Medications such as GLP-1 agonists can also help with weight loss, but most of them must be injected and are unaffordable for many people. According to Srinivasan, the MIT capsules could be manufactured at a cost that would make them available to people who do not have access to more expensive treatment options.

“For many populations, some of the most effective therapies for obesity are very expensive. At scale, our device could be manufactured at a fairly cost-effective price,” he says. “I would love to see how this would transform care and therapy for people in global health settings who may not have access to some of the more sophisticated or expensive options that are available today.”

The researchers now plan to explore ways to scale up manufacturing of the capsules, which could allow for clinical trials in humans.

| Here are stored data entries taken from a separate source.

impl ContentProxy {
    pub fn new(codec: Arc<OpaqueUrlCodec>, governor: ConcurrencyGovernor, config: &ProxyConfig) -> Self {
        Self {
            codec,
            governor,
            user_agent: config.user_agent.clone(),
            connect_timeout: config.connect_timeout,
            segment_timeout: config.segment_timeout,
            key_timeout: config.key_timeout,
        }
    }

    pub fn codec(&self) -> &OpaqueUrlCodec {
        &self.codec
    }

    /// Client owned by exactly one session
    fn session_client(&self) -> Result<Client, ProxyError> {
        Client::builder()
            .user_agent(&self.user_agent)
            .connect_timeout(self.connect_timeout)
            .pool_max_idle_per_host(0)
            .build()
            .map_err(|e| ProxyError::Client {
                message: e.to_string(),
            })
    }

    fn upstream_headers(referer_host: Option<&str>, range: Option<&str>) -> HeaderMap {
        let mut headers = HeaderMap::new();
        if let Some(host) = referer_host.filter(|h| !h.is_empty()) {
            let (referer, origin) = UrlUtils::referer_headers_for_host(host);
            if let Ok(value) = HeaderValue::from_str(&referer) {
                headers.insert(REFERER, value);
            }
            if let Ok(value) = HeaderValue::from_str(&origin) {
                headers.insert(ORIGIN, value);
            }
        }
        if let Some(Ok(value)) = range.map(HeaderValue::from_str) {
            headers.insert(RANGE, value);
        }
        headers
    }

    /// Relay the content behind `token` as a byte stream
    pub async fn stream_content(&self, token: &str, range: Option<&str>) -> AppResult<RelayedContent> {
        let payload = self.codec.decode(token)?;
        let guard = self
            .governor
            .admit(SessionKind::Segment, payload.channel_id.as_deref())?;
        let client = self.session_client()?;
        let redacted = UrlUtils::redact(&payload.url);

        let request = client
            .get(&payload.url)
            .headers(Self::upstream_headers(payload.referer_host.as_deref(), range));
        let cancel = guard.cancellation();
        let response = tokio::select! {
            _ = cancel.cancelled() => {
                return Err(ProxyError::Cancelled { session: guard.id() }.into());
            }
            sent = tokio::time::timeout(self.segment_timeout, request.send()) => match sent {
                Ok(Ok(response)) => response,
                Ok(Err(e)) => {
                    warn!("Segment request failed for {}: {}", redacted, e);
                    return Err(ProxyError::Upstream { url: redacted, message: e.to_string() }.into());
                }
                Err(_) => {
                    warn!("Segment request timed out for {}", redacted);
                    return Err(ProxyError::Timeout { url: redacted }.into());
                }
            }
        };

        let status = response.status();
        if !status.is_success() {
            warn!("Upstream returned {} for {}", status, redacted);
            return Err(ProxyError::Status {
                url: redacted,
                status: status.as_u16(),
            }
            .into());
        }

        let header = |name: reqwest::header::HeaderName| {
            response
                .headers()
                .get(name)
                .and_then(|v| v.to_str().ok())
                .map(str::to_string)
        };
        let content_type =
            header(reqwest::header::CONTENT_TYPE).unwrap_or_else(|| DEFAULT_CONTENT_TYPE.to_string());
        let content_range = header(reqwest::header::CONTENT_RANGE);
        let content_length = response.content_length();
        debug!(
            "Relaying {} ({}, {:?} bytes) in session {}",
            redacted,
            content_type,
            content_length,
            guard.id()
        );

        let stall_timeout = self.segment_timeout;
        let mut upstream = response.bytes_stream();
        let body = async_stream::stream! {
            // The session and its connection live exactly as long as the body
            let guard = guard;
            let _client = client;
            loop {
                let next = tokio::select! {
                    _ = cancel.cancelled() => {
                        info!("Session {} cancelled while relaying {}", guard.id(), redacted);
                        break;
                    }
                    next = tokio::time::timeout(stall_timeout, upstream.next()) => next,
                };
                match next {
                    Ok(Some(Ok(chunk))) => {
                        guard.record_bytes(chunk.len() as u64);
                        yield Ok(chunk);
                    }
                    Ok(Some(Err(e))) => {
                        warn!("Upstream error while relaying {}: {}", redacted, e);
                        yield Err(io::Error::other(e));
                        break;
                    }
                    Ok(None) => break,
                    Err(_) => {
                        warn!("Upstream stalled for {:?} while relaying {}", stall_timeout, redacted);
                        yield Err(io::Error::new(io::ErrorKind::TimedOut, "upstream stalled"));
                        break;
                    }
                }
            }
        };

        Ok(RelayedContent {
            status: status.as_u16(),
            content_type,
            content_length,
            content_range,
            body: body.boxed(),
        })
    }

    /// Fetch an encryption key, reproducing the Referer the playlist had
    pub async fn fetch_key(&self, key_token: &str, referer_token: &str) -> AppResult<Bytes> {
        let key: TokenPayload = self.codec.decode(key_token)?;
        // The referer token carries the bare host in its url field
        let referer = self.codec.decode(referer_token)?;
        let referer_host = Some(referer.url)
            .filter(|host| !host.is_empty())
            .or(key.referer_host.clone());

        let guard = self
            .governor
            .admit(SessionKind::Key, key.channel_id.as_deref())?;
        let client = self.session_client()?;
        let redacted = UrlUtils::redact(&key.url);

        let fetch = async {
            let response = client
                .get(&key.url)
                .headers(Self::upstream_headers(referer_host.as_deref(), None))
                .send()
                .await
                .map_err(|e| ProxyError::Upstream {
                    url: redacted.clone(),
                    message: e.to_string(),
                })?;
            let status = response.status();
            if !status.is_success() {
                return Err(ProxyError::Status {
                    url: redacted.clone(),
                    status: status.as_u16(),
                });
            }
            response.bytes().await.map_err(|e| ProxyError::Upstream {
                url: redacted.clone(),
                message: e.to_string(),
            })
        };

        let cancel = guard.cancellation();
        let bytes = tokio::select! {
            _ = cancel.cancelled() => {
                return Err(ProxyError::Cancelled { session: guard.id() }.into());
            }
            fetched = tokio::time::timeout(self.key_timeout, fetch) => {
                fetched.map_err(|_| ProxyError::Timeout {
                    url: redacted.clone(),
                })??
            }
        };
        debug!("Fetched {} byte key from {}", bytes.len(), redacted);
        Ok(bytes)
    }
}

#[cfg(test)]
mod tests {
    use super::*;
    use crate::config::GovernorConfig;
    use crate::errors::{AdmissionError, AppError, TokenError};
    use wiremock::matchers::{header, method, path};
    use wiremock::{Mock, MockServer, ResponseTemplate};

    fn proxy(max_sessions: usize) -> (ContentProxy, ConcurrencyGovernor) {
        let codec = Arc::new(OpaqueUrlCodec::new(&[9u8; 32]).unwrap());
        let governor = ConcurrencyGovernor::new(&GovernorConfig {
            max_sessions,
            ..GovernorConfig::default()
        });
        let config = ProxyConfig {
            segment_timeout: Duration::from_secs(2),
            key_timeout: Duration::from_secs(2),
            ..ProxyConfig::default()
        };
        (ContentProxy::new(codec, governor.clone(), &config), governor)
    }

    async fn collect(content: RelayedContent) -> Vec<u8> {
        let chunks: Vec<Result<Bytes, io::Error>> = content.body.collect().await;
        chunks
            .into_iter()
            .flat_map(|chunk| chunk.unwrap().to_vec())
            .collect()
    }

    #[tokio::test]
    async fn relays_segment_with_referer_and_releases_session() {
        let server = MockServer::start().await;
        Mock::given(method("GET"))
            .and(path("/hls/seg1.ts"))
            .and(header("referer", "https://embed.example/"))
            .and(header("origin", "https://embed.example"))
            .respond_with(
                ResponseTemplate::new(200)
                    .insert_header("content-type", "video/mp2t")
                    .set_body_bytes(vec![7u8; 4096]),
            )
            .expect(1)
            .mount(&server)
            .await;

        let (proxy, governor) = proxy(2);
        let url = format!("{}/hls/seg1.ts", server.uri());
        let token = proxy.codec().encode(&url, Some("embed.example")).unwrap();

        let content = proxy.stream_content(&token, None).await.unwrap();
        assert_eq!(content.content_type, "video/mp2t");
        assert_eq!(governor.active_count(), 1);

        let body = collect(content).await;
        assert_eq!(body.len(), 4096);
        assert_eq!(governor.active_count(), 0);
    }

    #[tokio::test]
    async fn dropping_the_body_ends_the_session() {
        let server = MockServer::start().await;
        Mock::given(method("GET"))
            .respond_with(ResponseTemplate::new(200).set_body_bytes(vec![1u8; 64]))
            .mount(&server)
            .await;

        let (proxy, governor) = proxy(1);
        let token = proxy.codec().encode(&format!("{}/a.ts", server.uri()), None).unwrap();
        let content = proxy.stream_content(&token, None).await.unwrap();

        let rejected = proxy.stream_content(&token, None).await.unwrap_err();
        assert!(matches!(
            rejected,
            AppError::Admission(AdmissionError::Rejected { active: 1, limit: 1 })
        ));

        drop(content);
        assert_eq!(governor.active_count(), 0);
        assert!(proxy.stream_content(&token, None).await.is_ok());
    }

    #[tokio::test]
    async fn upstream_error_status_is_reported() {
        let server = MockServer::start().await;
        Mock::given(method("GET"))
            .respond_with(ResponseTemplate::new(404))
            .mount(&server)
            .await;

        let (proxy, governor) = proxy(2);
        let token = proxy.codec().encode(&format!("{}/gone.ts", server.uri()), None).unwrap();
        let err = proxy.stream_content(&token, None).await.unwrap_err();

        assert!(matches!(err, AppError::Proxy(ProxyError::Status { status: 404, .. })));
        assert_eq!(governor.active_count(), 0);
    }

    #[tokio::test]
    async fn tampered_token_is_rejected_before_admission() {
        let (proxy, governor) = proxy(2);
        let err = proxy.stream_content("AQAAAAAAAAAAAAAAAAAAAAAAAAAAAAAAAAAAAAAAAAAAAAAA", None).await.unwrap_err();
        assert!(matches!(err, AppError::Token(TokenError::Authentication)));
        assert_eq!(governor.active_count(), 0);
    }

    #[tokio::test]
    async fn forwards_range_requests() {
        let server = MockServer::start().await;
        Mock::given(method("GET"))
            .and(header("range", "bytes=0-9"))
            .respond_with(
                ResponseTemplate::new(206)
                    .insert_header("content-range", "bytes 0-9/100")
                    .set_body_bytes(vec![0u8; 10]),
            )
            .mount(&server)
            .await;

        let (proxy, _) = proxy(2);
        let token = proxy.codec().encode(&format!("{}/clip.mp4", server.uri()), None).unwrap();
        let content = proxy.stream_content(&token, Some("bytes=0-9")).await.unwrap();
        assert_eq!(content.status, 206);
        assert_eq!(content.content_range.as_deref(), Some("bytes 0-9/100"));
    }

    #[tokio::test]
    async fn fetches_key_with_reproduced_referer() {
        let server = MockServer::start().await;
        Mock::given(method("GET"))
            .and(path("/keys/1"))
            .and(header("referer", "https://player.example/"))
            .respond_with(ResponseTemplate::new(200).set_body_bytes(vec![0xAB; 16]))
            .expect(1)
            .mount(&server)
            .await;

        let (proxy, governor) = proxy(2);
        let key_token = proxy
            .codec()
            .encode(&format!("{}/keys/1", server.uri()), Some("player.example"))
            .unwrap();
        let referer_token = proxy.codec().encode("player.example", None).unwrap();

        let key = proxy.fetch_key(&key_token, &referer_token).await.unwrap();
        assert_eq!(key.as_ref(), &[0xAB; 16]);
        assert_eq!(governor.active_count(), 0);
    }

    #[tokio::test]
    async fn shutdown_cancels_pending_key_fetch() {
        let server = MockServer::start().await;
        Mock::given(method("GET"))
            .and(path("/keys/slow"))
            .respond_with(
                ResponseTemplate::new(200)
                    .set_body_bytes(vec![1u8; 16])
                    .set_delay(Duration::from_millis(1500)),
            )
            .mount(&server)
            .await;

        let (proxy, governor) = proxy(2);
        let key_token = proxy
            .codec()
            .encode(&format!("{}/keys/slow", server.uri()), None)
            .unwrap();
        let referer_token = proxy.codec().encode("", None).unwrap();

        let (fetched, drained) = tokio::join!(proxy.fetch_key(&key_token, &referer_token), async {
            tokio::time::sleep(Duration::from_millis(100)).await;
            governor.shutdown(Duration::from_millis(500)).await
        });

        assert!(matches!(fetched, Err(AppError::Proxy(ProxyError::Cancelled { .. }))));
        assert!(drained);
    }
}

Such studies would be important to learn more about the safety of the devices, as well as to determine the best time to swallow the capsule before a meal and how often it would need to be administered.

Reference: “A vibrating ingestible bioelectronic stimulator modulates gastric stretch receptors for illusory satiety” by Shriya S. Srinivasan, Amro Alshareef, Alexandria Hwang, Ceara Byrne, Johannes Kuosmanen, Keiko Ishida, Joshua Jenkins, Sabrina Liu, Wiam Abdalla Mohammed Madani , Alison M Hayward, Niora Fabian and Giovanni Traverso, December 22, 2023, Scientific advances.
DOI: 10.1126/sciadv.adj3003

Other authors of the paper include Amro Alshareef, Alexandria Hwang, Ceara Byrne, Johannes Kuosmann, Keiko Ishida, Joshua Jenkins, Sabrina Liu, Wiam Abdalla Mohammed Madani, Alison Hayward and Niora Fabian.

The research was funded by the National Institutes of HealthNovo Nordisk, the MIT Department of Mechanical Engineering, a Schmidt Scientific Fellowship, and the National Science Foundation.